30 Rock
Arrested Development's premature demise left fans despondent. Would they ever love another sitcom again? There will never be another Arrested Development, but cultists jonesing for its crack ensemble playing, exhilarating speed, rat-a-tat comic rhythms, hilarious supporting characters, eminently quotable dialogue, ingenious flashbacks and digressions, and brainy zaniness could find a powerful fix in Tina Fey's giddy backstage comedy 30 Rock. What other shows score big laughs by virtue of character names alone?
Creator Fey does double duty as the show's plucky protagonist, an oasis of stability in a swirling vortex of ego and craziness. Alec Baldwin brings his raspy gravity to the role of Fey's boss, a corporate shark who views anyone outside his tax bracket as a lower life form, and whose paternal "mentoring" of Fey comes laced with withering contempt. In a cast full of ringers, Tracy Morgan stands out as a movie star who, like The Simpsons' Ralph Wiggum and Jay Sherman's patrician adoptive father on The Critic, seems to inhabit a personal universe infinitely weirder and more wonderful than the cold, grey world everyone else lives in.

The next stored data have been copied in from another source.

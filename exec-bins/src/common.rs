//! Common utilities shared by the demo binaries: CLI parsing, logging setup,
//! and performance-tuning knobs exposed by `exec_core::perf::cpu`.

use anyhow::Result;
use clap::Parser;
use tracing_subscriber::{fmt, prelude::*, EnvFilter};

/// CLI arguments shared by every demo binary.
#[derive(Parser, Debug)]
#[command(author, version, about)]
pub struct CommonArgs {
    /// Portfolio starting cash balance.
    #[arg(long, default_value = "100000")]
    pub initial_capital: i64,

    /// Number of demo orders to submit before printing the summary.
    #[arg(short = 'n', long, default_value = "25")]
    pub order_count: usize,

    /// CPU core to pin the demo loop to (performance tuning, optional).
    #[arg(short = 'c', long)]
    pub cpu_core: Option<usize>,

    /// Enable real-time (SCHED_FIFO) scheduling priority (Linux, requires privileges).
    #[arg(long)]
    pub realtime: bool,

    /// Log level (error, warn, info, debug, trace).
    #[arg(short, long, default_value = "info")]
    pub log_level: String,

    /// Write a final engine snapshot to this path (for `exec-debug` to read).
    #[arg(long)]
    pub snapshot_out: Option<std::path::PathBuf>,
}

/// Initialize `tracing` with an env-filter layer, honoring `RUST_LOG` if set.
pub fn init_logging(level: &str) -> Result<()> {
    let filter = EnvFilter::try_from_default_env().or_else(|_| EnvFilter::try_new(level))?;

    tracing_subscriber::registry()
        .with(fmt::layer().with_target(false))
        .with(filter)
        .init();

    Ok(())
}

/// Pin the demo loop to a CPU core and/or raise its scheduling priority, if requested.
pub fn setup_performance(cpu_core: Option<usize>, realtime: bool) -> Result<()> {
    if let Some(core) = cpu_core {
        exec_core::perf::cpu::pin_to_core(core)?;
        tracing::info!(core, "pinned demo loop to CPU core");
    }

    #[cfg(target_os = "linux")]
    if realtime {
        exec_core::perf::cpu::set_realtime_priority(50)?;
        tracing::info!("enabled real-time scheduling priority");
    }

    #[cfg(not(target_os = "linux"))]
    if realtime {
        tracing::warn!("real-time priority only supported on Linux");
    }

    Ok(())
}

/// Pretty-print an execution/portfolio snapshot pair at the end of a run.
pub fn print_summary(
    execution: &exec_core::execution::ExecutionMetricsSnapshot,
    portfolio: &exec_core::portfolio::Portfolio,
) {
    tracing::info!("=== execution metrics ===");
    tracing::info!(
        submitted = execution.submitted,
        processed = execution.processed,
        rejected = execution.rejected,
        "orders"
    );
    tracing::info!(
        validation_failures = execution.validation_failures,
        engine_failures = execution.engine_failures,
        "failures"
    );
    tracing::info!(
        avg_processing_ns = execution.avg_processing_ns,
        p99_processing_ns = execution.p99_processing_ns,
        "latency"
    );

    tracing::info!("=== portfolio ===");
    let m = &portfolio.metrics;
    tracing::info!(cash = %portfolio.cash_balance, total_value = %m.total_value, "balances");
    tracing::info!(
        realized_pnl = %m.realized_pnl,
        unrealized_pnl = %m.unrealized_pnl,
        net_pnl = %m.net_pnl,
        "pnl"
    );
    tracing::info!(
        open_positions = m.total_positions,
        concentration_hhi = %m.concentration_risk,
        "positions"
    );
}
//! Position accounting: quantity, weighted-average entry price, realized and
//! unrealized P&L, and drawdown tracking for a single open or closed
//! position in one asset.
//!
//! A `Position` owns its transaction history exclusively ; nothing
//! outside this module mutates `quantity`, `avg_entry_price`, or `realized_pnl`
//! directly. `Portfolio` holds positions by value and only ever calls the
//! methods below.

use serde::{Deserialize, Serialize};

use crate::asset::Asset;
use crate::decimal::Decimal;
use crate::error::CoreError;

#[derive(Debug, Clone, Copy, PartialEq, Eq, Serialize, Deserialize)]
pub enum PositionSide {
    Long,
    Short,
    Flat,
}

#[derive(Debug, Clone, Copy, PartialEq, Eq, Serialize, Deserialize)]
pub enum PositionStatus {
    Open,
    Closing,
    Closed,
}

#[derive(Debug, Clone, Copy, PartialEq, Eq, Serialize, Deserialize)]
pub enum TransactionType {
    Buy,
    Sell,
}

/// A single fill applied to a position.
#[derive(Debug, Clone, Copy, Serialize, Deserialize)]
pub struct Transaction {
    pub transaction_type: TransactionType,
    pub quantity: Decimal,
    pub price: Decimal,
    pub fee: Decimal,
}

impl Transaction {
    pub fn validate(&self) -> Result<(), CoreError> {
        if !self.quantity.is_positive() {
            return Err(CoreError::validation("transaction quantity must be > 0"));
        }
        if !self.price.is_positive() {
            return Err(CoreError::validation("transaction price must be > 0"));
        }
        if self.fee.is_negative() {
            return Err(CoreError::validation("transaction fee must be >= 0"));
        }
        Ok(())
    }
}

#[derive(Debug, Clone, Serialize, Deserialize)]
pub struct Position {
    pub id: String,
    pub asset: Asset,
    pub side: PositionSide,
    pub status: PositionStatus,
    pub quantity: Decimal,
    pub avg_entry_price: Decimal,
    pub current_price: Decimal,
    pub unrealized_pnl: Decimal,
    pub realized_pnl: Decimal,
    pub total_fees: Decimal,
    pub market_value: Decimal,
    pub cost_basis: Decimal,
    pub transactions: Vec<Transaction>,
    pub opened_at: i64,
    pub updated_at: i64,
    pub closed_at: Option<i64>,
    pub max_unrealized_pnl: Decimal,
    pub min_unrealized_pnl: Decimal,
    pub max_drawdown: Decimal,
}

impl Position {
    /// Open a new position from its first transaction. Side is inferred:
    /// BUY opens Long, SELL opens Short.
    pub fn open(id: impl Into<String>, asset: Asset, tx: Transaction, now: i64) -> Result<Self, CoreError> {
        tx.validate()?;

        let side = match tx.transaction_type {
            TransactionType::Buy => PositionSide::Long,
            TransactionType::Sell => PositionSide::Short,
        };

        let cost_basis = tx.price * tx.quantity + tx.fee;

        Ok(Self {
            id: id.into(),
            asset,
            side,
            status: PositionStatus::Open,
            quantity: tx.quantity,
            avg_entry_price: tx.price,
            current_price: tx.price,
            unrealized_pnl: Decimal::ZERO,
            realized_pnl: Decimal::ZERO,
            total_fees: tx.fee,
            market_value: tx.price * tx.quantity,
            cost_basis,
            transactions: vec![tx],
            opened_at: now,
            updated_at: now,
            closed_at: None,
            max_unrealized_pnl: Decimal::ZERO,
            min_unrealized_pnl: Decimal::ZERO,
            max_drawdown: Decimal::ZERO,
        })
    }

    pub fn is_open(&self) -> bool {
        matches!(self.status, PositionStatus::Open | PositionStatus::Closing)
    }

    /// Does this transaction increase exposure on the current side (long+buy
    /// or short+sell), or reduce it?
    fn increases_side(&self, tx_type: TransactionType) -> bool {
        matches!(
            (self.side, tx_type),
            (PositionSide::Long, TransactionType::Buy) | (PositionSide::Short, TransactionType::Sell)
        )
    }

    /// Apply a transaction to an already-open position.
    pub fn add_transaction(&mut self, tx: Transaction, now: i64) -> Result<(), CoreError> {
        if self.status == PositionStatus::Closed {
            return Err(CoreError::invalid_state("cannot add transaction to a closed position"));
        }
        tx.validate()?;

        if self.increases_side(tx.transaction_type) {
            self.increase(tx);
        } else {
            self.reduce(tx)?;
            if self.status == PositionStatus::Closed {
                self.closed_at = Some(now);
            }
        }

        self.total_fees += tx.fee;
        self.transactions.push(tx);
        self.updated_at = now;
        Ok(())
    }

    fn increase(&mut self, tx: Transaction) {
        let new_qty = self.quantity + tx.quantity;
        self.avg_entry_price =
            (self.avg_entry_price * self.quantity + tx.price * tx.quantity).div(new_qty);
        self.quantity = new_qty;
        self.cost_basis += tx.price * tx.quantity + tx.fee;
    }

    fn reduce(&mut self, tx: Transaction) -> Result<(), CoreError> {
        if tx.quantity > self.quantity {
            return Err(CoreError::validation(format!(
                "reducing transaction quantity {} exceeds position quantity {}",
                tx.quantity, self.quantity
            )));
        }

        let per_share_pnl = match self.side {
            PositionSide::Long => tx.price - self.avg_entry_price,
            PositionSide::Short => self.avg_entry_price - tx.price,
            PositionSide::Flat => Decimal::ZERO,
        };
        self.realized_pnl += per_share_pnl * tx.quantity - tx.fee;

        let quantity_before_reduction = self.quantity;
        self.quantity -= tx.quantity;

        // Proportional cost-basis reduction divides by the quantity *before*
        // this reduction, not by `quantity + tx.quantity` evaluated after
        // the subtraction.
        self.cost_basis = (self.cost_basis * tx.quantity).div(quantity_before_reduction);

        if self.quantity.is_zero() {
            self.status = PositionStatus::Closed;
            self.side = PositionSide::Flat;
            self.market_value = Decimal::ZERO;
            self.unrealized_pnl = Decimal::ZERO;
        }

        Ok(())
    }

    /// Mark the market price and recompute market value, unrealized P&L, and
    /// drawdown watermarks.
    pub fn update_market_price(&mut self, price: Decimal, now: i64) -> Result<(), CoreError> {
        if !price.is_positive() {
            return Err(CoreError::validation("market price must be > 0"));
        }
        self.current_price = price;
        if !self.is_open() {
            return Ok(());
        }

        self.market_value = price * self.quantity;
        self.unrealized_pnl = match self.side {
            PositionSide::Long => (price - self.avg_entry_price) * self.quantity,
            PositionSide::Short => (self.avg_entry_price - price) * self.quantity,
            PositionSide::Flat => Decimal::ZERO,
        };

        self.max_unrealized_pnl = self.max_unrealized_pnl.max(self.unrealized_pnl);
        self.min_unrealized_pnl = self.min_unrealized_pnl.min(self.unrealized_pnl);
        self.max_drawdown = self
            .max_drawdown
            .max(self.max_unrealized_pnl - self.unrealized_pnl);

        self.updated_at = now;
        Ok(())
    }

    /// Force-close the position, folding any remaining unrealized P&L into
    /// realized P&L.
    pub fn force_close(&mut self, now: i64) {
        self.realized_pnl += self.unrealized_pnl;
        self.unrealized_pnl = Decimal::ZERO;
        self.market_value = Decimal::ZERO;
        self.quantity = Decimal::ZERO;
        self.side = PositionSide::Flat;
        self.status = PositionStatus::Closed;
        self.closed_at = Some(now);
        self.updated_at = now;
    }
}

#[cfg(test)]
mod tests {
    use super::*;
    use crate::asset::AssetType;
    use proptest::prelude::*;

    fn asset() -> Asset {
        Asset::builder("BTC", AssetType::Crypto).build().unwrap()
    }

    fn buy(qty: i64, price: i64) -> Transaction {
        Transaction {
            transaction_type: TransactionType::Buy,
            quantity: Decimal::from_i64(qty),
            price: Decimal::from_i64(price),
            fee: Decimal::ZERO,
        }
    }

    fn sell(qty: i64, price: i64) -> Transaction {
        Transaction {
            transaction_type: TransactionType::Sell,
            quantity: Decimal::from_i64(qty),
            price: Decimal::from_i64(price),
            fee: Decimal::ZERO,
        }
    }

    #[test]
    fn weighted_average_entry_after_two_buys() {
        let mut pos = Position::open("p1", asset(), buy(10, 100), 1).unwrap();
        pos.add_transaction(buy(10, 200), 2).unwrap();
        // (10*100 + 10*200) / 20 == 150
        assert_eq!(pos.avg_entry_price, Decimal::from_i64(150));
        assert_eq!(pos.quantity, Decimal::from_i64(20));
    }

    #[test]
    fn buy_n_then_sell_n_closes_with_fee_only_loss() {
        let mut pos = Position::open(
            "p1",
            asset(),
            Transaction {
                transaction_type: TransactionType::Buy,
                quantity: Decimal::from_i64(100),
                price: Decimal::from_i64(150),
                fee: Decimal::from_i64(1),
            },
            1,
        )
        .unwrap();

        pos.add_transaction(
            Transaction {
                transaction_type: TransactionType::Sell,
                quantity: Decimal::from_i64(100),
                price: Decimal::from_i64(150),
                fee: Decimal::from_i64(1),
            },
            2,
        )
        .unwrap();

        assert_eq!(pos.quantity, Decimal::ZERO);
        assert_eq!(pos.realized_pnl, Decimal::from_i64(-1));
        assert_eq!(pos.status, PositionStatus::Closed);
    }

    #[test]
    fn short_position_profit_scenario() {
        let mut pos = Position::open("p1", asset(), sell(100, 150), 1).unwrap();
        assert_eq!(pos.side, PositionSide::Short);

        pos.update_market_price(Decimal::from_i64(140), 2).unwrap();
        assert_eq!(pos.unrealized_pnl, Decimal::from_i64(1000));

        pos.add_transaction(
            Transaction {
                transaction_type: TransactionType::Buy,
                quantity: Decimal::from_i64(100),
                price: Decimal::from_i64(140),
                fee: Decimal::from_i64(1),
            },
            3,
        )
        .unwrap();

        assert_eq!(pos.realized_pnl, Decimal::from_i64(999));
        assert_eq!(pos.status, PositionStatus::Closed);
    }

    #[test]
    fn reduce_uses_quantity_before_reduction_for_cost_basis() {
        // 10 units bought at 100 with no fee: cost_basis = 1000.
        let mut pos = Position::open("p1", asset(), buy(10, 100), 1).unwrap();
        // Sell 4: cost_basis should become 1000 * 4 / 10 == 400, leaving 6 units
        // each of the original average cost ($100) still represented.
        pos.add_transaction(sell(4, 100), 2).unwrap();
        assert_eq!(pos.cost_basis, Decimal::from_i64(400));
        assert_eq!(pos.quantity, Decimal::from_i64(6));
    }

    #[test]
    fn reducing_past_zero_is_rejected() {
        let mut pos = Position::open("p1", asset(), buy(10, 100), 1).unwrap();
        assert!(pos.add_transaction(sell(11, 100), 2).is_err());
    }

    #[test]
    fn force_close_folds_unrealized_into_realized() {
        let mut pos = Position::open("p1", asset(), buy(10, 100), 1).unwrap();
        pos.update_market_price(Decimal::from_i64(110), 2).unwrap();
        pos.force_close(3);
        assert_eq!(pos.realized_pnl, Decimal::from_i64(100));
        assert_eq!(pos.quantity, Decimal::ZERO);
        assert_eq!(pos.status, PositionStatus::Closed);
    }

    #[test]
    fn drawdown_tracks_peak_to_trough_of_unrealized_pnl() {
        let mut pos = Position::open("p1", asset(), buy(10, 100), 1).unwrap();
        pos.update_market_price(Decimal::from_i64(120), 2).unwrap(); // unrealized = 200
        pos.update_market_price(Decimal::from_i64(105), 3).unwrap(); // unrealized = 50
        assert_eq!(pos.max_unrealized_pnl, Decimal::from_i64(200));
        assert_eq!(pos.max_drawdown, Decimal::from_i64(150));
    }

    proptest! {
        /// Two buys at arbitrary quantities/prices always average to a price
        /// between the two inputs, and never lose units.
        #[test]
        fn weighted_average_stays_between_the_two_fill_prices(
            qty1 in 1i64..10_000,
            price1 in 1i64..100_000,
            qty2 in 1i64..10_000,
            price2 in 1i64..100_000,
        ) {
            let mut pos = Position::open("p1", asset(), buy(qty1, price1), 1).unwrap();
            pos.add_transaction(buy(qty2, price2), 2).unwrap();

            let (lo, hi) = if price1 <= price2 { (price1, price2) } else { (price2, price1) };
            prop_assert!(pos.avg_entry_price >= Decimal::from_i64(lo));
            prop_assert!(pos.avg_entry_price <= Decimal::from_i64(hi));
            prop_assert_eq!(pos.quantity, Decimal::from_i64(qty1 + qty2));
        }

        /// Buying `qty` units then selling the same `qty` at the same price,
        /// fee-free, always returns to flat with zero realized P&L: the
        /// round trip neither manufactures nor destroys cash.
        #[test]
        fn round_trip_buy_then_sell_conserves_cash(qty in 1i64..10_000, price in 1i64..100_000) {
            let mut pos = Position::open("p1", asset(), buy(qty, price), 1).unwrap();
            pos.add_transaction(sell(qty, price), 2).unwrap();

            prop_assert_eq!(pos.realized_pnl, Decimal::ZERO);
            prop_assert_eq!(pos.quantity, Decimal::ZERO);
            prop_assert_eq!(pos.status, PositionStatus::Closed);
        }

        /// Partially reducing a position never reduces `cost_basis` by more
        /// than the fraction of quantity sold, and never leaves a negative
        /// cost basis.
        #[test]
        fn partial_reduce_keeps_cost_basis_non_negative_and_proportional(
            qty in 2i64..10_000,
            price in 1i64..100_000,
            sell_qty in 1i64..10_000,
        ) {
            // Fold into 1..qty so it is always a true partial reduce.
            let sell_qty = 1 + sell_qty % (qty - 1);
            let mut pos = Position::open("p1", asset(), buy(qty, price), 1).unwrap();
            pos.add_transaction(sell(sell_qty, price), 2).unwrap();

            prop_assert!(pos.cost_basis >= Decimal::ZERO);
            prop_assert_eq!(pos.quantity, Decimal::from_i64(qty - sell_qty));
        }
    }
}
//! Error taxonomy surfaced at every public boundary of the crate.
//!
//! One enum, [`CoreError`], covers every failure mode named by the four
//! components (order lifecycle, execution service, portfolio accounting,
//! slippage estimation). Callers match on [`CoreError::kind`] rather than on
//! the enum variants directly when they only care about the retry/no-retry
//! class of a failure (see [`ErrorKind`]).

use std::fmt;
use std::time::Duration;

use crate::decimal::Decimal;

/// Coarse classification used by retry logic and metrics labeling.
///
/// Mirrors the taxonomy in the reference design: most kinds are terminal
/// (never retried), [`ErrorKind::EngineFailure`] is retried locally by the
/// execution service, and [`ErrorKind::CapacityExceeded`] /
/// [`ErrorKind::CircuitOpen`] are retryable by the caller after backing off.
#[derive(Debug, Clone, Copy, PartialEq, Eq, Hash)]
pub enum ErrorKind {
    Validation,
    InvalidState,
    NotFound,
    AlreadyExists,
    CapacityExceeded,
    InsufficientFunds,
    InsufficientLiquidity,
    EngineFailure,
    CircuitOpen,
    Cancelled,
}

/// The crate's single error type.
#[derive(Debug, Clone, thiserror::Error)]
pub enum CoreError {
    #[error("validation failed: {0}")]
    Validation(String),

    #[error("invalid state transition: {0}")]
    InvalidState(String),

    #[error("not found: {0}")]
    NotFound(String),

    #[error("already exists: {0}")]
    AlreadyExists(String),

    #[error("capacity exceeded: {active}/{max} active orders")]
    CapacityExceeded { active: usize, max: usize },

    #[error("insufficient funds: needed {needed}, available {available}")]
    InsufficientFunds { needed: Decimal, available: Decimal },

    #[error("insufficient liquidity: {0}")]
    InsufficientLiquidity(String),

    #[error("engine failure: {0}")]
    EngineFailure(String),

    #[error("circuit open, retry after {retry_after:?}")]
    CircuitOpen { retry_after: Duration },

    #[error("operation cancelled")]
    Cancelled,
}

impl CoreError {
    pub fn validation(msg: impl Into<String>) -> Self {
        Self::Validation(msg.into())
    }

    pub fn invalid_state(msg: impl Into<String>) -> Self {
        Self::InvalidState(msg.into())
    }

    pub fn not_found(msg: impl Into<String>) -> Self {
        Self::NotFound(msg.into())
    }

    pub fn already_exists(msg: impl Into<String>) -> Self {
        Self::AlreadyExists(msg.into())
    }

    pub fn insufficient_liquidity(msg: impl Into<String>) -> Self {
        Self::InsufficientLiquidity(msg.into())
    }

    pub fn engine_failure(msg: impl Into<String>) -> Self {
        Self::EngineFailure(msg.into())
    }

    /// Classify the error for retry/metrics purposes.
    pub fn kind(&self) -> ErrorKind {
        match self {
            Self::Validation(_) => ErrorKind::Validation,
            Self::InvalidState(_) => ErrorKind::InvalidState,
            Self::NotFound(_) => ErrorKind::NotFound,
            Self::AlreadyExists(_) => ErrorKind::AlreadyExists,
            Self::CapacityExceeded { .. } => ErrorKind::CapacityExceeded,
            Self::InsufficientFunds { .. } => ErrorKind::InsufficientFunds,
            Self::InsufficientLiquidity(_) => ErrorKind::InsufficientLiquidity,
            Self::EngineFailure(_) => ErrorKind::EngineFailure,
            Self::CircuitOpen { .. } => ErrorKind::CircuitOpen,
            Self::Cancelled => ErrorKind::Cancelled,
        }
    }

    /// Whether the execution service's engine-call retry loop should retry
    /// this failure. validation/invalid/rejected/unauthorized
    /// messages are never retried even if surfaced as an `EngineFailure`.
    pub fn is_retryable(&self) -> bool {
        match self {
            Self::EngineFailure(msg) => !matches_no_retry_predicate(msg),
            _ => false,
        }
    }
}

fn matches_no_retry_predicate(msg: &str) -> bool {
    let lower = msg.to_ascii_lowercase();
    ["validation", "invalid", "rejected", "unauthorized"]
        .iter()
        .any(|needle| lower.contains(needle))
}

impl fmt::Display for ErrorKind {
    fn fmt(&self, f: &mut fmt::Formatter<'_>) -> fmt::Result {
        let s = match self {
            ErrorKind::Validation => "validation",
            ErrorKind::InvalidState => "invalid_state",
            ErrorKind::NotFound => "not_found",
            ErrorKind::AlreadyExists => "already_exists",
            ErrorKind::CapacityExceeded => "capacity_exceeded",
            ErrorKind::InsufficientFunds => "insufficient_funds",
            ErrorKind::InsufficientLiquidity => "insufficient_liquidity",
            ErrorKind::EngineFailure => "engine_failure",
            ErrorKind::CircuitOpen => "circuit_open",
            ErrorKind::Cancelled => "cancelled",
        };
        f.write_str(s)
    }
}

pub type CoreResult<T> = Result<T, CoreError>;

#[cfg(test)]
mod tests {
    use super::*;

    #[test]
    fn no_retry_predicate_blocks_validation_style_messages() {
        let err = CoreError::engine_failure("order Rejected by venue: bad tick size");
        assert!(!err.is_retryable());

        let err = CoreError::engine_failure("upstream timeout, connection reset");
        assert!(err.is_retryable());
    }

    #[test]
    fn kind_maps_each_variant() {
        assert_eq!(CoreError::validation("x").kind(), ErrorKind::Validation);
        assert_eq!(
            CoreError::CapacityExceeded { active: 1, max: 1 }.kind(),
            ErrorKind::CapacityExceeded
        );
    }
}
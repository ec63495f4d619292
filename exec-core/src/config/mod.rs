//! Top-level runtime configuration, aggregating every component's own
//! `*Config` type behind one `serde`-deserializable struct (SPEC_FULL.md
//! §1). Each component also accepts its config type directly at
//! construction — this aggregate exists for callers (the paper-trading
//! demo, the operator CLI) that want to load every knob from one TOML/JSON
//! document instead of wiring each component by hand.

use serde::{Deserialize, Serialize};

use crate::execution::ExecutionConfig;
use crate::integration::IntegrationConfig;
use crate::oms::OmsConfig;
use crate::portfolio_service::PortfolioConfig;
use crate::slippage::SlippageConfig;

#[derive(Debug, Clone, Default, Serialize, Deserialize)]
pub struct Config {
    #[serde(default)]
    pub oms: OmsConfig,
    #[serde(default)]
    pub execution: ExecutionConfig,
    #[serde(default)]
    pub slippage: SlippageConfig,
    #[serde(default)]
    pub integration: IntegrationConfig,
    #[serde(default)]
    pub portfolio: PortfolioConfig,
}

30 Rock's jazzy score, lush production values, New York atmosphere, and dazzling verbal wit give the show a cinematic scope redolent of Woody Allen's mid-period masterworks like Hannah And Her Sisters. But the manic pace and nonstop laughs make it easy to overlook the show's tricky emotional undercurrent, as Fey stumbles unsteadily toward middle age with an Emmy in place of a personal life. In one of the show's most resonant subplots, Fey lazily hooks back up with Dean Winters' self-described "beeper king" (who optimistically gambles on the pager's return, since "technology's cyclical") because he's safe and comfortable, albeit ultimately a groaning embarrassment to her. In its bittersweet moments, Rock is much more than just one of the funniest shows on television. Hopefully, NBC will continue to glean the sweet, sweet juices of Fey and company's "mind grapes" for years to come.
Key features: Separate commentaries of varying quality from Baldwin, Fey, Morgan, cast member Jack McBrayer, and producer Lorne Michaels; amusing deleted scenes; behind-the-scene featurettes.